As blockchain technology becomes more prevalent in diverse fields, and the cancer and oncology community strives to better manage and apply research and treatment data, it seems natural for these two worlds to intersect.
A blockchain is a ledger that holds data in segments known as blocks that are cryptographically secured. It is typically called a decentralized system because it stores copies of the blocks on a spread-out network of computers -- not in a central server. Blockchains are hard to compromise, because someone would have to successfully alter all the linked computers “running the blockchain” simultaneously. This tech has many uses, including secure record keeping and peer-to-peer data exchanges. Many blockchains have a “native” digital coin or cryptocurrency, like the famous Bitcoin, which may behave as a currency, fuel and verify transactions, or fulfill other functions.
In concept, a fully decentralized public blockchain has no central point of oversight. However, blockchains can also exist as “private” chains to varying degrees, which are accessed and administered by specific communities and users. These private blockchains are proving to be useful in research and treatment settings for secure data management.
For example, the UK-based cancer research company Lancor Scientific is developing a blockchain system that will give patients control of their test results, allow them to share their data with the connected medical community and even make payments online with the blockchain’s token (a cryptocurrency based on the Ethereum blockchain).

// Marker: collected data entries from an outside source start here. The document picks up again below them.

//! MDX score header
//!
//! An MDX file starts with a free-form title terminated by `CR LF EOF`
//! (`0D 0A 1A`), followed by the name of the PDX sample bank terminated by
//! NUL (empty when the score uses no ADPCM). The score body follows.

use crate::{ChipdeckError, Result};
use nom::bytes::complete::{tag, take_until};
use nom::IResult;

/// Title terminator.
const TITLE_END: &[u8] = b"\r\n\x1a";

/// Smallest image that can hold a header and a score body.
pub const MDX_MIN_LEN: usize = 8;

/// Conventional sample bank extension.
pub const PDX_EXTENSION: &str = ".PDX";

/// Decoded MDX header.
#[derive(Debug, Clone, PartialEq, Eq, Default)]
pub struct MdxHeader {
    /// Raw title bytes (Shift-JIS in practice, not decoded here)
    pub title: Vec<u8>,
    /// Sample bank file name, `None` when the score has no ADPCM part
    pub pdx_name: Option<String>,
    /// Offset of the score body
    pub body_offset: usize,
}

fn header_fields(input: &[u8]) -> IResult<&[u8], (&[u8], &[u8])> {
    let (input, title) = take_until(TITLE_END)(input)?;
    let (input, _) = tag(TITLE_END)(input)?;
    let (input, pdx) = take_until(&b"\0"[..])(input)?;
    let (input, _) = tag(&b"\0"[..])(input)?;
    Ok((input, (title, pdx)))
}

impl MdxHeader {
    /// Parse the header of an MDX image.
    pub fn parse(data: &[u8]) -> Result<Self> {
        if data.len() < MDX_MIN_LEN {
            return Err(ChipdeckError::Truncated {
                needed: MDX_MIN_LEN,
                available: data.len(),
            });
        }
        let (rest, (title, pdx)) = header_fields(data)
            .map_err(|_| ChipdeckError::Format("MDX title or PDX name not terminated".into()))?;

        let pdx_name = if pdx.is_empty() {
            None
        } else {
            Some(String::from_utf8_lossy(pdx).trim().to_string()).filter(|s| !s.is_empty())
        };

        Ok(MdxHeader {
            title: title.to_vec(),
            pdx_name,
            body_offset: data.len() - rest.len(),
        })
    }

    /// Title with non-ASCII bytes replaced.
    pub fn title_lossy(&self) -> String {
        String::from_utf8_lossy(&self.title).trim().to_string()
    }

    /// Candidate bank file names: the stored name, then with `.PDX` appended
    /// when the name carries no extension.
    pub fn pdx_candidates(&self) -> Vec<String> {
        let Some(name) = &self.pdx_name else {
            return Vec::new();
        };
        let mut names = vec![name.clone()];
        if !name.to_ascii_uppercase().ends_with(PDX_EXTENSION) {
            names.push(format!("{name}{PDX_EXTENSION}"));
        }
        names
    }
}

#[cfg(test)]
mod tests {
    use super::*;

    fn image(title: &[u8], pdx: &[u8]) -> Vec<u8> {
        let mut data = title.to_vec();
        data.extend_from_slice(TITLE_END);
        data.extend_from_slice(pdx);
        data.push(0);
        data.extend_from_slice(&[0x00, 0x08, 0x00, 0x0A, 0, 0, 0, 0]);
        data
    }

    #[test]
    fn test_title_and_bank() {
        let data = image(b"Stage 1", b"drums");
        let header = MdxHeader::parse(&data).unwrap();
        assert_eq!(header.title_lossy(), "Stage 1");
        assert_eq!(header.pdx_name.as_deref(), Some("drums"));
        assert_eq!(header.body_offset, 7 + 3 + 5 + 1);
        assert_eq!(header.pdx_candidates(), vec!["drums", "drums.PDX"]);
    }

    #[test]
    fn test_no_bank() {
        let header = MdxHeader::parse(&image(b"FM only", b"")).unwrap();
        assert!(header.pdx_name.is_none());
        assert!(header.pdx_candidates().is_empty());
    }

    #[test]
    fn test_bank_with_extension() {
        let header = MdxHeader::parse(&image(b"x", b"kit.pdx")).unwrap();
        assert_eq!(header.pdx_candidates(), vec!["kit.pdx"]);
    }

    #[test]
    fn test_unterminated_title() {
        let data = b"no terminator here".to_vec();
        assert!(matches!(
            MdxHeader::parse(&data),
            Err(ChipdeckError::Format(_))
        ));
    }

    #[test]
    fn test_too_short() {
        assert!(matches!(
            MdxHeader::parse(b"\r\n\x1a\0"),
            Err(ChipdeckError::Truncated { .. })
        ));
    }
}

The goal is for patients to store their cancer test results on the blockchain and then be able to choose to make them available to organizations studying “data patterns of the most at-risk groups,” the company states. In tandem, Lancor Scientific is launching a global cancer registry with an initial concentration on cervical cancer. By securely aggregating global data, the company hopes to zero-in on communities most in need of increased testing, particularly in low and middle-income countries. It is also utilizing AI and quantum physics in this undertaking.
“Approximately 80 percent of the world’s population don’t have access to screening programs. The trick is to reduce the number of people that you have to test. However, in order to get to those high-risk groups, you have to have a data set, which is aggregated and available for analysis,” CEO Aamir Butt said.
The government of Austria has supported Lancor Scientific’s efforts by inviting it to set up a cancer research laboratory in Graz, where a technical and medical university and biobank are already located.
The Germany-based company Camelot ITLab is now using a blockchain system called the hypertrust X-Chain solution to create an immutable audit and custody chain for the data of patients undergoing complex CAR-T cell immunotherapy treatments. It protects data through seven identified stages of this treatment: decision and initiation; cell/tissue harvesting, logistics, and processing; finished product distribution, treatment release and administration, and treatment follow-up.
“It requires a safe and seamless interaction of multiple stakeholders in the overall process. That is why it can heavily benefit from the blockchain technology,” Technology Lead Andreas Goebel said.
Meanwhile, U.S.-based Witty Health has developed OncoPower, a blockchain-based system and cryptocurrency that will be used for both records storage and as a patient-provider communication platform.
Within OncoPower, “A combination of gamification techniques and the ability to reward through cryptocurrency is used to drive stakeholders participation and performance,” according to Pharmaphorum. Participating patients are rewarded in cryptocurrency for behaviors such as reporting side effects, medication adherence, sharing their genomic data and healthy lifestyle choices. Oncologists can win crypto for creating content or virtual tumor boards and for monitoring patients’ input.
Another cancer-related application of blockchain is BreastWeCan.org’s use of this tech to secure breast imaging data donated by patients to researchers. Data amalgamation, storage and secure transmission appear to be some of the principle uses of blockchain tech in cancer research and treatment at this juncture. Blockchain is also being piloted as a means of improving options for communication between patients and providers and within research and treatment communities.